The Liquor Industry and COVID-19

At the beginning of the year, thing were looking pretty good for all segments of the brewing industry. Local and state municipalities see craft beer as an important economic driver, That’s why a tax cut was part of Trump’s disastrous tax bill and why this year the industry got an one year extension for that tax reduction. Then COVID-19 happened.

Most states have closed bars and prevented restaurants from providing in house service. They are allowed to provide grab and go service. How has this affected brewers and distillers?

Here is a roundup of articles about how the liquor industry is faring during the pandemic. Like everything else in our society, regulations surrounding certain practices are being  loosened or abandoned. When this is over, many thing will be different.

Deschutes Brewery has laid off  over 300 workers and is not presently offering any to-go services.

The governor of Rhode Island  issued an executive order  that allows limited sale of beer and wine when people are getting takeout from restaurants.
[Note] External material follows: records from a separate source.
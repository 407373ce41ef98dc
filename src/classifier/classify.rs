use super::rules::{VideoHostPrefixes, extract_bracketed_url, is_bracketed_media, is_link};
use crate::config::ViewerConfig;
use crate::models::{ClassifiedMessage, Conversation, MessageCategory, RawMessage};

/// Assigns render categories to message content
#[derive(Debug, Clone, Default)]
pub struct Classifier {
    video_hosts: VideoHostPrefixes,
}

impl Classifier {
    pub fn new(video_hosts: VideoHostPrefixes) -> Self {
        Self { video_hosts }
    }

    pub fn from_config(config: &ViewerConfig) -> Self {
        Self::new(VideoHostPrefixes::new(&config.video_host_prefixes))
    }

    pub fn video_hosts(&self) -> &VideoHostPrefixes {
        &self.video_hosts
    }

    /// Classify one message's content. First matching rule wins:
    ///
    /// 1. Bracketed media: `[https://...]`, carrying the bracketed URL, or the whole
    ///    content when no URL can be extracted
    /// 2. Links (`https://`, `http://`, `www.`): a platform video link when a configured
    ///    host prefix matches, otherwise a generic link; both carry the trimmed content
    /// 3. Plain text
    pub fn classify(&self, content: &str) -> MessageCategory {
        if is_bracketed_media(content) {
            let url = extract_bracketed_url(content).unwrap_or(content);
            return MessageCategory::BracketedMedia(url.to_string());
        }

        if is_link(content) {
            let url = content.trim().to_string();
            return if self.video_hosts.matches(content) {
                MessageCategory::PlatformVideoLink(url)
            } else {
                MessageCategory::GenericLink(url)
            };
        }

        MessageCategory::PlainText
    }

    /// Classify a message in the context of its conversation, attaching its
    /// timestamp and direction
    pub fn classify_message(&self, conversation: &Conversation, message: &RawMessage) -> ClassifiedMessage {
        ClassifiedMessage {
            category: self.classify(&message.content),
            original_content: message.content.clone(),
            timestamp: message.timestamp(),
            is_outgoing: conversation.is_outgoing(message),
        }
    }

    /// Classify every message of a conversation in order
    pub fn classify_conversation(&self, conversation: &Conversation) -> Vec<ClassifiedMessage> {
        conversation.messages.iter().map(|m| self.classify_message(conversation, m)).collect()
    }
}

/// Classify content with the default video host prefixes
pub fn classify(content: &str) -> MessageCategory {
    Classifier::default().classify(content)
}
Last Saturday, some Milwaukee brewers had a pop-up  brewery drive-through in a parking lot.

Before the virus, only  twelve states allowed  delivery of all  kinds of liquor while thirty-one states allowed  delivery of beer and wine. This article is arguing for a permanent change in these regulations.

Reminiscent of Prohibition, distilleries are producing hand sanitizer. The relief bill passed last week allows distilleries to do this without having to pay the excise tax.

I hope everyone is safe and stays well.